§ PROVIDED MATERIAL
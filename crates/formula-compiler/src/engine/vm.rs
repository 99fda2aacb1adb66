use std::cell::RefCell;
use std::collections::HashMap;
use std::rc::Rc;

use formula_model::{DataType, RoundingMode, Value, ValueType};

use super::input::{read_rows, read_value, InputObject};
use super::program::{Code, Program, SlotBody};
use crate::error::{ErrorKind, EvalError};
use crate::eval::functions::{self, Branch};
use crate::eval::ops;
use crate::eval::{
    flatten, fold, fold_elements, fold_rows, Args, Array, FoldSteps, Operand, Scalar,
};
use crate::numeric::Arithmetic;

/// One level of section iteration: the record a section's cells read their inputs from.
#[derive(Clone)]
pub(crate) struct Frame {
    pub section: u32,
    pub record: Rc<dyn InputObject>,
    /// Position among the parent's rows; `None` for the root.
    pub row: Option<u32>,
}

#[derive(Debug, Clone, PartialEq, Eq, Hash)]
pub(crate) struct CacheKey {
    rows: Vec<u32>,
    section: u32,
    slot: u32,
}

/// Memoized scalar slot values of one computation.
pub(crate) type Cache = HashMap<CacheKey, Value>;

/// Tree-walking evaluator for a [`Program`] under one arithmetic backend.
pub(crate) struct Vm<'p, A: Arithmetic> {
    ar: &'p A,
    program: &'p Program,
    frames: Vec<Frame>,
    locals: Vec<Option<Operand<A::Num>>>,
    cache: Option<&'p RefCell<Cache>>,
}
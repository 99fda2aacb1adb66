//! Formula text to [`ExpressionNode`] trees.
//!
//! The parser has no knowledge of the model: references come out as
//! [`NodeKind::Reference`](formula_model::NodeKind::Reference) nodes and are bound to cells later
//! (see [`crate::resolve`]). Named ranges are looked up through a [`NameResolver`].

mod lexer;

use formula_model::{
    BigDecimal, CellAddress, ExpressionNode, Function, Operator, RangeAddress, Reference,
    ReferenceDialect, Value,
};
use serde::{Deserialize, Serialize};

pub use lexer::{Token, TokenKind};

use crate::error::{ParseError, Span};
use lexer::Lexer;

const MAX_NESTING: usize = 256;

/// Binding power of unary prefix operators: tighter than `^`, looser than `%`.
const UNARY_BP: u8 = 55;
const PERCENT_BP: u8 = 60;

#[derive(Debug, Clone, Default, PartialEq, Eq, Serialize, Deserialize)]
pub struct ParseOptions {
    pub dialect: ReferenceDialect,
    /// Address of the formula's own cell, for relative R1C1 references.
    pub origin: Option<CellAddress>,
}

impl ParseOptions {
    pub fn new(dialect: ReferenceDialect) -> Self {
        Self {
            dialect,
            origin: None,
        }
    }

    pub fn with_origin(mut self, origin: CellAddress) -> Self {
        self.origin = Some(origin);
        self
    }
}

/// Lookup for named ranges used in formulas.
pub trait NameResolver {
    fn resolve_name(&self, name: &str) -> Option<Reference>;
}

/// Resolver that knows no names.
pub struct NoNames;

impl NameResolver for NoNames {
    fn resolve_name(&self, _name: &str) -> Option<Reference> {
        None
    }
}

pub fn parse_formula(formula: &str, opts: &ParseOptions) -> Result<ExpressionNode, ParseError> {
    parse_formula_with(formula, opts, &NoNames)
}

/// Parses `formula` (with or without a leading `=`).
pub fn parse_formula_with(
    formula: &str,
    opts: &ParseOptions,
    names: &dyn NameResolver,
) -> Result<ExpressionNode, ParseError> {
    let (body, offset) = match formula.strip_prefix('=') {
        Some(rest) => (rest, 1),
        None => (formula, 0),
    };
    let tokens = Lexer::new(body, opts.dialect, opts.origin.as_ref())
        .lex()
        .map_err(|e| reanchor(e, formula, offset))?;
    let mut parser = Parser::new(body, tokens, opts.dialect, names);
    let result = parser.parse_expression(0).and_then(|expr| {
        if matches!(parser.peek_kind(), TokenKind::Eof) {
            Ok(expr)
        } else {
            Err(parser.error("unexpected token"))
        }
    });
    result.map_err(|e| reanchor(e, formula, offset))
}
//! Desugaring of spreadsheet aggregates into fold primitives.
//!
//! A [`RewriteRules`] table maps functions to rules. The [`ExpressionRewriter`] applies them
//! bottom-up and re-applies them to each expansion, so a rule may expand into calls that are
//! rewritten in turn (`AVERAGE` becomes `SUM / COUNT`, whose `SUM` becomes a fold).

mod database;
mod rules;

use formula_model::{CellId, ComputationModel, ExpressionNode, NodeKind, Value};

use crate::error::CompilerResult;
use crate::eval::CellLookup;

pub use rules::{RewriteRules, Rule};

/// Naming and constant lookup available to rules.
pub struct RuleContext<'c> {
    cells: &'c dyn CellLookup,
    counter: &'c mut usize,
}

impl RuleContext<'_> {
    /// A variable name no other rewrite has produced.
    pub fn fresh(&mut self, base: &str) -> String {
        *self.counter += 1;
        format!("{base}{}", self.counter)
    }

    /// Compile-time value of a literal or of a reference to a constant cell.
    pub fn constant_of(&self, node: &ExpressionNode) -> Option<Value> {
        match &node.kind {
            NodeKind::Constant(value) => Some(value.clone()),
            NodeKind::CellRef(id) => self.cells.constant(*id),
            _ => None,
        }
    }
}

pub struct ExpressionRewriter<'r> {
    rules: &'r RewriteRules,
    counter: usize,
    rewritten: usize,
}

impl<'r> ExpressionRewriter<'r> {
    pub fn new(rules: &'r RewriteRules) -> Self {
        Self {
            rules,
            counter: 0,
            rewritten: 0,
        }
    }

    /// Number of rule applications so far.
    pub fn rewritten_count(&self) -> usize {
        self.rewritten
    }

    /// Rewrites `node` until no rule applies anywhere in it.
    ///
    /// Nodes above a rewritten subtree are rebuilt without a type, so the next type annotation
    /// reaches the new subtree.
    pub fn rewrite(&mut self, node: ExpressionNode, cells: &dyn CellLookup) -> CompilerResult<ExpressionNode> {
        Ok(self.rewrite_node(node, cells)?.0)
    }

    fn rewrite_node(
        &mut self,
        mut node: ExpressionNode,
        cells: &dyn CellLookup,
    ) -> CompilerResult<(ExpressionNode, bool)> {
        let mut changed = false;
        let args = std::mem::take(&mut node.args);
        let mut new_args = Vec::with_capacity(args.len());
        for arg in args {
            let (arg, arg_changed) = self.rewrite_node(arg, cells)?;
            changed |= arg_changed;
            new_args.push(arg);
        }
        if let NodeKind::Function(fun) = node.kind {
            if let Some(rule) = self.rules.get(fun) {
                let mut cx = RuleContext {
                    cells,
                    counter: &mut self.counter,
                };
                if let Some(expanded) = rule(&mut cx, &new_args)? {
                    self.rewritten += 1;
                    log::trace!("rewrote {fun} into {expanded}");
                    let (expanded, _) = self.rewrite_node(expanded, cells)?;
                    return Ok((expanded, true));
                }
            }
        }
        if changed {
            Ok((ExpressionNode::new(node.kind, new_args), true))
        } else {
            node.args = new_args;
            Ok((node, false))
        }
    }
}

/// Applies an [`ExpressionRewriter`] to every live cell of a model.
pub struct ModelRewriter<'r> {
    rewriter: ExpressionRewriter<'r>,
}

impl<'r> ModelRewriter<'r> {
    pub fn new(rules: &'r RewriteRules) -> Self {
        Self {
            rewriter: ExpressionRewriter::new(rules),
        }
    }

    /// Rewrites all cell expressions; returns the number of rule applications.
    pub fn rewrite(&mut self, model: &mut ComputationModel) -> CompilerResult<usize> {
        let before = self.rewriter.rewritten_count();
        for id in model.live_cells() {
            self.rewrite_cell(model, id)?;
        }
        let applied = self.rewriter.rewritten_count() - before;
        log::debug!("applied {applied} rewrite rules");
        Ok(applied)
    }

    fn rewrite_cell(&mut self, model: &mut ComputationModel, id: CellId) -> CompilerResult<()> {
        let Some(expr) = model.cell_mut(id).take_expression() else {
            return Ok(());
        };
        let rewritten = self.rewriter.rewrite(expr, &*model)?;
        model.cell_mut(id).set_expression(rewritten);
        Ok(())
    }
}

§ EXERCISE DETAILS
Look above for the line holding "the new subtree." and the line holding "for arg in args", then output exactly those two lines and every line between them, nothing more.

§ EXPECTED ANSWER
    /// reaches the new subtree.
    pub fn rewrite(&mut self, node: ExpressionNode, cells: &dyn CellLookup) -> CompilerResult<ExpressionNode> {
        Ok(self.rewrite_node(node, cells)?.0)
    }

    fn rewrite_node(
        &mut self,
        mut node: ExpressionNode,
        cells: &dyn CellLookup,
    ) -> CompilerResult<(ExpressionNode, bool)> {
        let mut changed = false;
        let args = std::mem::take(&mut node.args);
        let mut new_args = Vec::with_capacity(args.len());
        for arg in args {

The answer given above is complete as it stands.